Humans have evolved to recognize and interpret the behavior of other humans so as to interact with them effectively. Specialized mechanisms in the form of configural processing can help in the recognition process (Reed et al., 2012). For instance, changes in animate targets are detected faster than those in inanimate targets (New et al., 2007). Moreover, there is growing evidence that, to deal with animate motion, the brain uses mechanisms partially different from those used to deal with the motion of inanimate objects. The neural networks processing animate and inanimate targets are partially segregated in the brain (Caramazza and Shelton, 1998). This specialization takes advantage of the fact that the kinematics and dynamics of animals differs from those of passive objects on several counts (Zago et al., 2011a).

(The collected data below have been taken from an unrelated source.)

//! In-memory stories backend.
//!
//! Implements [`RemoteSync`] over a [`Database`] held in memory. Used by the
//! CLI (the database is loaded from and saved to a JSON file) and by tests,
//! which can inspect the recorded calls, inject failures and slow calls down.

use std::collections::{HashMap, VecDeque};
use std::sync::Mutex;
use std::time::Duration;

use async_trait::async_trait;
use serde::{Deserialize, Serialize};

use crate::node::sort_records;
use crate::sync::{
    ChildrenQuery, CreateDocumentBody, DocumentContent, DocumentRecord, MoveDocumentBody,
    OperationKind, QueryDocumentsResponse, RemoteError, RemoteSync, RenameDocumentBody,
    StoryRecord,
};

/// Persisted state of the backend
#[derive(Debug, Clone, Default, PartialEq, Serialize, Deserialize)]
#[serde(rename_all = "camelCase")]
pub struct Database {
    #[serde(default)]
    pub stories: Vec<StoryRecord>,
    #[serde(default)]
    pub documents: Vec<DocumentRecord>,
    #[serde(default)]
    pub contents: HashMap<String, DocumentContent>,
}

impl Database {
    /// Adds a story and its root document (`root-<story id>`, child of the story id)
    pub fn create_story(&mut self, story_id: &str, title: &str) -> StoryRecord {
        let root_id = format!("root-{}", story_id);
        let story = StoryRecord {
            story_id: story_id.to_string(),
            title: title.to_string(),
            root_document_id: root_id.clone(),
        };
        self.stories.push(story.clone());
        self.documents.push(DocumentRecord {
            document_id: root_id.clone(),
            story_id: story_id.to_string(),
            title: title.to_string(),
            position: 0.0,
            parent_document_id: Some(story_id.to_string()),
        });
        self.contents.insert(root_id, DocumentContent::default());
        story
    }

    /// Adds a document as last child of `parent_id`
    pub fn add_document(&mut self, story_id: &str, parent_id: &str, document_id: &str, title: &str) -> DocumentRecord {
        let position = self
            .last_position(parent_id)
            .map_or(0.0, |last| last + 1.0);
        let record = DocumentRecord {
            document_id: document_id.to_string(),
            story_id: story_id.to_string(),
            title: title.to_string(),
            position,
            parent_document_id: Some(parent_id.to_string()),
        };
        self.documents.push(record.clone());
        record
    }

    pub fn story(&self, story_id: &str) -> Option<&StoryRecord> {
        self.stories.iter().find(|s| s.story_id == story_id)
    }

    pub fn document(&self, document_id: &str) -> Option<&DocumentRecord> {
        self.documents.iter().find(|d| d.document_id == document_id)
    }

    fn document_mut(&mut self, document_id: &str) -> Option<&mut DocumentRecord> {
        self.documents.iter_mut().find(|d| d.document_id == document_id)
    }

    /// Children ordered by position, then filtered by `from_index` and capped by `count`
    pub fn children(&self, parent_id: &str, query: ChildrenQuery) -> Vec<DocumentRecord> {
        let mut children: Vec<DocumentRecord> = self
            .documents
            .iter()
            .filter(|d| d.parent_document_id.as_deref() == Some(parent_id))
            .cloned()
            .collect();
        sort_records(&mut children);

        children
            .into_iter()
            .filter(|d| query.from_index.map_or(true, |from| d.position >= from))
            .take(query.count.unwrap_or(usize::MAX))
            .collect()
    }

    fn last_position(&self, parent_id: &str) -> Option<f64> {
        self.documents
            .iter()
            .filter(|d| d.parent_document_id.as_deref() == Some(parent_id))
            .map(|d| d.position)
            .max_by(f64::total_cmp)
    }

    /// Next free `doc-<n>` id
    fn next_document_id(&self) -> String {
        let mut n = self.documents.len() + 1;
        loop {
            let id = format!("doc-{}", n);
            if self.document(&id).is_none() {
                return id;
            }
            n += 1;
        }
    }

    /// `document_id` and all its descendants
    fn descendants(&self, document_id: &str) -> Vec<String> {
        let mut collected = vec![document_id.to_string()];
        let mut index = 0;
        while index < collected.len() {
            let current = collected[index].clone();
            collected.extend(
                self.documents
                    .iter()
                    .filter(|d| d.parent_document_id.as_deref() == Some(current.as_str()))
                    .map(|d| d.document_id.clone()),
            );
            index += 1;
        }
        collected
    }
}

/// One call received by the backend
#[derive(Debug, Clone, PartialEq)]
pub struct RemoteCall {
    pub operation: OperationKind,
    pub target: String,
}

#[derive(Debug, Default)]
pub struct MemoryBackend {
    db: Mutex<Database>,
    calls: Mutex<Vec<RemoteCall>>,
    /// Upcoming calls per operation, `true` for the ones that must fail
    failures: Mutex<HashMap<OperationKind, VecDeque<bool>>>,
    latency: Option<Duration>,
    unordered: bool,
}

impl MemoryBackend {
    pub fn new(db: Database) -> Self {
        Self {
            db: Mutex::new(db),
            ..Default::default()
        }
    }

    /// Every call waits `latency` before answering
    pub fn with_latency(mut self, latency: Duration) -> Self {
        self.latency = Some(latency);
        self
    }

    /// Children are listed in reverse position order
    pub fn unordered(mut self) -> Self {
        self.unordered = true;
        self
    }

    /// The next call of `operation` not already set to fail fails with a server error
    pub fn fail_next(&self, operation: OperationKind) {
        let mut failures = self.failures.lock().unwrap_or_else(|e| e.into_inner());
        let schedule = failures.entry(operation).or_default();
        match schedule.iter_mut().find(|fails| !**fails) {
            Some(slot) => *slot = true,
            None => schedule.push_back(true),
        }
    }

    /// The `nth` upcoming call of `operation` (1-based) fails with a server error
    pub fn fail_nth(&self, operation: OperationKind, nth: usize) {
        let mut failures = self.failures.lock().unwrap_or_else(|e| e.into_inner());
        let schedule = failures.entry(operation).or_default();
        if schedule.len() < nth {
            schedule.resize(nth, false);
        }
        if let Some(slot) = nth.checked_sub(1).and_then(|index| schedule.get_mut(index)) {
            *slot = true;
        }
    }

    pub fn calls(&self) -> Vec<RemoteCall> {
        self.calls.lock().unwrap_or_else(|e| e.into_inner()).clone()
    }

    pub fn calls_of(&self, operation: OperationKind) -> Vec<String> {
        self.calls()
            .into_iter()
            .filter(|call| call.operation == operation)
            .map(|call| call.target)
            .collect()
    }

    pub fn snapshot(&self) -> Database {
        self.db().clone()
    }

    pub fn document(&self, document_id: &str) -> Option<DocumentRecord> {
        self.db().document(document_id).cloned()
    }

    fn db(&self) -> std::sync::MutexGuard<'_, Database> {
        self.db.lock().unwrap_or_else(|e| e.into_inner())
    }

    /// Records the call, simulates latency and consumes an injected failure
    async fn enter(&self, operation: OperationKind, target: &str) -> Result<(), RemoteError> {
        self.calls
            .lock()
            .unwrap_or_else(|e| e.into_inner())
            .push(RemoteCall {
                operation,
                target: target.to_string(),
            });

        match self.latency {
            Some(latency) => tokio::time::sleep(latency).await,
            None => tokio::task::yield_now().await,
        }

        let mut failures = self.failures.lock().unwrap_or_else(|e| e.into_inner());
        let fails = failures
            .get_mut(&operation)
            .and_then(|schedule| schedule.pop_front())
            .unwrap_or(false);
        if fails {
            return Err(RemoteError::Server {
                status: 500,
                message: format!("injected {} failure", operation),
            });
        }
        Ok(())
    }
}

#[async_trait]
impl RemoteSync for MemoryBackend {
    async fn get_story(&self, story_id: &str) -> Result<StoryRecord, RemoteError> {
        self.enter(OperationKind::GetStory, story_id).await?;
        self.db()
            .story(story_id)
            .cloned()
            .ok_or_else(|| RemoteError::NotFound(story_id.to_string()))
    }

    async fn query_children(
        &self,
        _story_id: &str,
        parent_document_id: &str,
        query: ChildrenQuery,
    ) -> Result<QueryDocumentsResponse, RemoteError> {
        self.enter(OperationKind::QueryChildren, parent_document_id).await?;
        let mut documents = self.db().children(parent_document_id, query);
        if self.unordered {
            documents.reverse();
        }
        Ok(QueryDocumentsResponse { documents })
    }

    async fn create_document(
        &self,
        story_id: &str,
        body: CreateDocumentBody,
    ) -> Result<DocumentRecord, RemoteError> {
        self.enter(OperationKind::CreateDocument, &body.parent_document_id).await?;
        let mut db = self.db();
        if db.document(&body.parent_document_id).is_none() {
            return Err(RemoteError::NotFound(body.parent_document_id));
        }
        let id = db.next_document_id();
        let record = db.add_document(story_id, &body.parent_document_id, &id, &body.title);
        db.contents.insert(id, body.content.unwrap_or_default());
        Ok(record)
    }

    async fn rename_document(
        &self,
        story_id: &str,
        document_id: &str,
        body: RenameDocumentBody,
    ) -> Result<DocumentRecord, RemoteError> {
        self.enter(OperationKind::RenameDocument, document_id).await?;
        let mut db = self.db();
        let record = {
            let document = db
                .document_mut(document_id)
                .ok_or_else(|| RemoteError::NotFound(document_id.to_string()))?;
            document.title = body.title.clone();
            document.clone()
        };
        if let Some(story) = db
            .stories
            .iter_mut()
            .find(|s| s.story_id == story_id && s.root_document_id == document_id)
        {
            story.title = body.title;
        }
        Ok(record)
    }

    async fn delete_document(&self, _story_id: &str, document_id: &str) -> Result<(), RemoteError> {
        self.enter(OperationKind::DeleteDocument, document_id).await?;
        let mut db = self.db();
        if db.document(document_id).is_none() {
            return Err(RemoteError::NotFound(document_id.to_string()));
        }
        let removed = db.descendants(document_id);
        db.documents.retain(|d| !removed.contains(&d.document_id));
        for id in &removed {
            db.contents.remove(id);
        }
        Ok(())
    }

    async fn move_document(
        &self,
        _story_id: &str,
        document_id: &str,
        body: MoveDocumentBody,
    ) -> Result<(), RemoteError> {
        self.enter(OperationKind::MoveDocument, document_id).await?;
        let mut db = self.db();
        if db.document(&body.parent_id).is_none() {
            return Err(RemoteError::NotFound(body.parent_id));
        }
        let document = db
            .document_mut(document_id)
            .ok_or_else(|| RemoteError::NotFound(document_id.to_string()))?;
        document.parent_document_id = Some(body.parent_id);
        document.position = body.position;
        Ok(())
    }

    async fn get_content(
        &self,
        _story_id: &str,
        document_id: &str,
    ) -> Result<DocumentContent, RemoteError> {
        self.enter(OperationKind::GetContent, document_id).await?;
        let db = self.db();
        if db.document(document_id).is_none() {
            return Err(RemoteError::NotFound(document_id.to_string()));
        }
        Ok(db.contents.get(document_id).cloned().unwrap_or_default())
    }

    async fn update_content(
        &self,
        _story_id: &str,
        document_id: &str,
        content: DocumentContent,
    ) -> Result<(), RemoteError> {
        self.enter(OperationKind::UpdateContent, document_id).await?;
        let mut db = self.db();
        if db.document(document_id).is_none() {
            return Err(RemoteError::NotFound(document_id.to_string()));
        }
        db.contents.insert(document_id.to_string(), content);
        Ok(())
    }
}

#[cfg(test)]
mod tests {
    use super::*;

    fn database() -> Database {
        let mut db = Database::default();
        db.create_story("s1", "Story");
        db.add_document("s1", "root-s1", "a", "A");
        db.add_document("s1", "root-s1", "b", "B");
        db.add_document("s1", "a", "a1", "A1");
        db
    }

    #[test]
    fn test_new_documents_go_last() {
        let db = database();
        assert_eq!(db.document("a").unwrap().position, 0.0);
        assert_eq!(db.document("b").unwrap().position, 1.0);
        assert_eq!(db.document("a1").unwrap().position, 0.0);
    }

    #[test]
    fn test_children_paging() {
        let mut db = database();
        db.add_document("s1", "root-s1", "c", "C");

        let page = db.children(
            "root-s1",
            ChildrenQuery {
                from_index: Some(1.0),
                count: Some(1),
            },
        );
        let ids: Vec<_> = page.iter().map(|d| d.document_id.as_str()).collect();
        assert_eq!(ids, vec!["b"]);
    }

    #[tokio::test]
    async fn test_delete_cascades() {
        let backend = MemoryBackend::new(database());
        backend.delete_document("s1", "a").await.unwrap();

        assert!(backend.document("a").is_none());
        assert!(backend.document("a1").is_none());
        assert!(backend.document("b").is_some());
    }

    #[tokio::test]
    async fn test_rename_root_renames_story() {
        let backend = MemoryBackend::new(database());
        backend
            .rename_document(
                "s1",
                "root-s1",
                RenameDocumentBody {
                    title: "Renamed".to_string(),
                },
            )
            .await
            .unwrap();

        assert_eq!(backend.get_story("s1").await.unwrap().title, "Renamed");
    }

    #[tokio::test]
    async fn test_injected_failure_is_consumed() {
        let backend = MemoryBackend::new(database());
        backend.fail_next(OperationKind::GetStory);

        assert!(matches!(
            backend.get_story("s1").await,
            Err(RemoteError::Server { status: 500, .. })
        ));
        assert!(backend.get_story("s1").await.is_ok());
        assert_eq!(backend.calls_of(OperationKind::GetStory), vec!["s1", "s1"]);
    }

    #[tokio::test]
    async fn test_nth_failure_skips_earlier_calls() {
        let backend = MemoryBackend::new(database());
        backend.fail_nth(OperationKind::GetStory, 2);

        assert!(backend.get_story("s1").await.is_ok());
        assert!(backend.get_story("s1").await.is_err());
        assert!(backend.get_story("s1").await.is_ok());
    }

    #[tokio::test]
    async fn test_create_assigns_fresh_id() {
        let backend = MemoryBackend::new(database());
        let record = backend
            .create_document(
                "s1",
                CreateDocumentBody {
                    parent_document_id: "root-s1".to_string(),
                    title: "New".to_string(),
                    content: None,
                },
            )
            .await
            .unwrap();

        assert_eq!(record.position, 2.0);
        assert!(backend.document(&record.document_id).is_some());
    }
}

Recently, the hypothesis of specialized processing of animate and inanimate targets has been extended to encompass the temporal domain (Carrozzo et al., 2010). Namely, the hypothesis holds that there exist distinct time bases for animate and inanimate events. This specialization would enhance our ability to predict critically timed actions. When animacy is detected by a human observer, time is calibrated against the predictions regarding the motion of people and animals, allowing synchronization in inter-personal actions. When no animacy is detected, the time is calibrated against the predictions of motion of passive objects. This is consistent with the idea that time perception can be embodied, i.e., that affective and body states influence time judgments (Maniadakis and Trahanias, 2011).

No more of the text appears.